VIVE LA VOLONTÉ POPULAIRE. RESTONS SOLIDAIRES ET VIVE LA LUTTE ! »

Communiqué n°1 de l’Assemblée générale ouverte des habitants d’Iberbacen, 26 décembre 2012.

Peu à peu, l’Assemblée générale ouverte des habitant-e-s de Barbacha remplace la gestion centralisée et autoritaire de la mairie. Se limitant d’abord à la lutte contre l’État, elle s’étend peu à peu vers différents domaines de la vie collective. Un cheminement par la base ancré dans une histoire particulière.
Autonomie de la lutte et lutte pour l’autonomie

C’est dans le combat contre l’installation du maire frauduleux par l’État et les grands partis que s’auto-organise la Commune de Barbacha. Alors que l’escroc tente de s’installer à l’APC (Assemblée populaire communale, c’est-à-dire la mairie), accompagné d’un huissier de justice, la foule se rassemble une première fois pour l’empêcher d’y accéder. Résolus à régler définitivement le problème, les habitant-e-s décident de bloquer tout accès à la mairie. Des centaines d’entre eux, y compris des militants du FFS et du RCD en désaccord avec les élus de leurs partis, se mobilisent jour et nuit, occupant et bloquant tous les services municipaux (état civil, etc.) et interdisant la moindre réunion des élus fantoches.

Mairie de Barbacha, bloquée par le peuple pour empêcher l’installation de l’ « honteuse alliance », 2013.

« L’intérêt de la commune, qui est dans un état de stagnation, passe avant tout autre intérêt, et notre intérêt aujourd’hui est de remettre Barbacha sur ses rails ; ceci passe simplement par la démission de tous les élus », annonce le deuxième communiqué de l’AGO (30 décembre 2012).

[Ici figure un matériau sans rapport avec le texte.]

//! Number and date formatting shared by the comparison table and the detail pages.

use time::{format_description::well_known::Rfc3339, macros::format_description, Date, OffsetDateTime};

const BILLION: f64 = 1_000_000_000.0;
const MILLION: f64 = 1_000_000.0;

pub fn rounded(value: f64, precision: u32) -> f64 {
    let factor = 10_f64.powi(precision as i32);
    (value * factor).round() / factor
}

/// Two-decimal rendering without trailing zeros (`3.10` -> `3.1`, `4.00` -> `4`).
pub fn format_number(value: f64) -> String {
    let value = rounded(value, 2);
    // Avoid printing "-0".
    if value == 0.0 {
        return "0".to_string();
    }
    format!("{value}")
}

/// `min - max`, or a single value when both round to the same number.
pub fn range_string(min: f64, max: f64) -> String {
    let (min, max) = (rounded(min, 2), rounded(max, 2));
    if min == max {
        format_number(min)
    } else {
        format!("{} - {}", format_number(min), format_number(max))
    }
}

pub fn billions_range(min: f64, max: f64) -> String {
    range_string(min / BILLION, max / BILLION)
}

pub fn millions_range(min: f64, max: f64) -> String {
    range_string(min / MILLION, max / MILLION)
}

pub fn to_billions(value: f64) -> f64 {
    rounded(value / BILLION, 2)
}

/// en-US style grouping: `1200000` -> `1,200,000`, fractions kept up to three digits.
pub fn with_commas(value: f64) -> String {
    let negative = value < 0.0;
    let value = rounded(value.abs(), 3);
    let whole = value.trunc() as u64;
    let fraction = format!("{:.3}", value.fract());
    let fraction = fraction
        .trim_start_matches('0')
        .trim_end_matches('0')
        .trim_end_matches('.');

    let digits = whole.to_string();
    let mut grouped = String::with_capacity(digits.len() + digits.len() / 3);
    for (idx, ch) in digits.chars().enumerate() {
        if idx > 0 && (digits.len() - idx) % 3 == 0 {
            grouped.push(',');
        }
        grouped.push(ch);
    }

    let sign = if negative && (whole > 0 || !fraction.is_empty()) {
        "-"
    } else {
        ""
    };
    format!("{sign}{grouped}{fraction}")
}

pub fn coordinate_string(lat: f64, lng: f64) -> String {
    format!("{}, {}", rounded(lat, 6), rounded(lng, 6))
}

pub fn map_url(lat: f64, lng: f64) -> String {
    format!("https://www.google.com/maps/place/@{lat},{lng},19z")
}

pub fn month_year_caption(date: Date) -> String {
    format!("Month {} - {}", u8::from(date.month()), date.year())
}

pub fn current_month_year() -> String {
    month_year_caption(OffsetDateTime::now_utc().date())
}

/// Renders an RFC 3339 timestamp or a bare `YYYY-MM-DD` date as `dd/mm/yyyy`.
/// Anything else is returned unchanged.
pub fn format_date(raw: &str) -> String {
    let raw = raw.trim();
    let date = OffsetDateTime::parse(raw, &Rfc3339)
        .map(|dt| dt.date())
        .or_else(|_| Date::parse(raw, format_description!("[year]-[month]-[day]")));

    match date {
        Ok(date) => date
            .format(format_description!("[day]/[month]/[year]"))
            .unwrap_or_else(|_| raw.to_string()),
        Err(_) => raw.to_string(),
    }
}

#[cfg(test)]
mod tests {
    use super::*;
    use time::macros::date;

    #[test]
    fn ranges_collapse_when_equal() {
        assert_eq!(range_string(3.0, 3.0), "3");
        assert_eq!(range_string(3.1, 3.8), "3.1 - 3.8");
        assert_eq!(range_string(3.001, 3.004), "3");
    }

    #[test]
    fn price_ranges_scale_to_billions_and_millions() {
        assert_eq!(billions_range(3_100_000_000.0, 3_800_000_000.0), "3.1 - 3.8");
        assert_eq!(millions_range(45_500_000.0, 45_500_000.0), "45.5");
        assert_eq!(to_billions(12_345_678_901.0), 12.35);
    }

    #[test]
    fn commas_group_thousands() {
        assert_eq!(with_commas(0.0), "0");
        assert_eq!(with_commas(999.0), "999");
        assert_eq!(with_commas(1_000.0), "1,000");
        assert_eq!(with_commas(1_200_000.0), "1,200,000");
        assert_eq!(with_commas(1234.5), "1,234.5");
        assert_eq!(with_commas(-45_000.0), "-45,000");
    }

    #[test]
    fn coordinates_and_links() {
        assert_eq!(coordinate_string(10.1234567, 106.7654321), "10.123457, 106.765432");
        assert_eq!(
            map_url(10.5, 106.25),
            "https://www.google.com/maps/place/@10.5,106.25,19z"
        );
    }

    #[test]
    fn dates_render_day_first() {
        assert_eq!(format_date("2025-06-30T00:00:00Z"), "30/06/2025");
        assert_eq!(format_date("2026-01-15"), "15/01/2026");
        assert_eq!(format_date("Q4 2026"), "Q4 2026");
        assert_eq!(month_year_caption(date!(2026 - 10 - 17)), "Month 10 - 2026");
    }
}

Le communiqué n°3 pointe, quant à lui, les stratégies de pourrissement exercées par l’État à l’encontre de la population, afin de créer des divisions parmi les mobilisé-e-s. Ce texte appelle à la fois à la dissolution de l’APC, à la nomination d’un chef de Daïra provisoire pour gérer les affaires administratives et à un rassemblement le 5 janvier au siège de la Wilaya à Béjaïa. L’assemblée signe « Aux peuples et populations du monde luttant pour leur réelle souveraineté : bonne et heureuse année 2013 de luttes solidaires et d’acquis. »

Pour se rendre à Béjaïa, il faut parcourir une quarantaine de kilomètres. Pas tout à fait la porte à côté. La manifestation du 5 janvier 2013 réunit pourtant plus d’un millier de personnes. Les protestataires bloquent l’une des principales artères menant à Béjaïa pour exiger l’organisation de nouvelles élections. Cette manifestation marque aussi le début de l’implication effective des habitant-e-s d’autres communes dans d’autres wilayas. Une solidarité d’autant plus précieuse que des procédures judiciaires ont été lancées contre des militants accusés de bloquer la mairie.

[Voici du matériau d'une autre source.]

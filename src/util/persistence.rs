use std::fs;
use std::io;
use std::path::PathBuf;

use directories::ProjectDirs;
use serde_json::Error as SerdeError;
use tracing::{debug, warn};

use crate::domain::PersistedState;

const APP_QUALIFIER: &str = "com";
const APP_ORG: &str = "EstateCompare";
const APP_NAME: &str = "EstateCompare";

fn settings_file() -> Option<PathBuf> {
    ProjectDirs::from(APP_QUALIFIER, APP_ORG, APP_NAME)
        .map(|dirs| dirs.config_dir().join("settings.json"))
}

/// Saved settings and session token. A missing or unreadable file yields
/// `None` and the app starts with defaults.
pub fn load_persisted_state() -> Option<PersistedState> {
    let path = settings_file()?;
    let data = fs::read_to_string(&path).ok()?;
    match serde_json::from_str(&data) {
        Ok(state) => {
            debug!(path = %path.display(), "loaded settings");
            Some(state)
        }
        Err(err) => {
            warn!(%err, path = %path.display(), "ignoring unreadable settings file");
            None
        }
    }
}

pub fn save_persisted_state(state: &PersistedState) -> Result<(), PersistSaveError> {
    let path = settings_file().ok_or(PersistSaveError::StorageUnavailable)?;
    if let Some(parent) = path.parent() {
        fs::create_dir_all(parent)?;
    }
    let json = serde_json::to_string_pretty(state)?;
    fs::write(path, json)?;
    Ok(())
}

#[derive(Debug, thiserror::Error)]
pub enum PersistSaveError {
    #[error("storage directory unavailable")]
    StorageUnavailable,
    #[error(transparent)]
    Io(#[from] io::Error),
    #[error(transparent)]
    Serde(#[from] SerdeError),
}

Le communiqué n°4 montre que dans cet espace d’autonomie des luttes, émergent de nouvelles formes d’organisation collective :

« Inscrivant son combat dans la durée, l’AG […] a formulé les propositions suivantes :
× Renforcement de son auto-organisation par l’intégration de plus de délégués et de volontaires de tous les villages et [par] leur répartition en commissions, en fonction des tâches à accomplir et des revendications à arrêter et à prendre en charge ;
× Meilleure organisation des actions de volontariat concernant la vigilance et la garde, le ramassage des ordures, notamment au niveau de Suq n Tlata ;
× Prise en charge des pannes survenant dans les différents réseaux : d’alimentation en eau potable, d’assainissement, d’éclairage public, etc. ;
× Animation scientifique et culturelle des soirées, après les travaux de l’AG ;
× Mise en quarantaine des élus de la honteuse alliance avec exigence de leur démission dans un délai de 24 heures, dénonciation de leurs commanditaires et appuis, ainsi que [de] tous les auteurs des différentes tentatives de manipulations – instrumentalisations et intimidations de lycéens (et autres élèves) et travailleurs communaux ;
× Construction d’une grève générale et autres actions d’envergure. »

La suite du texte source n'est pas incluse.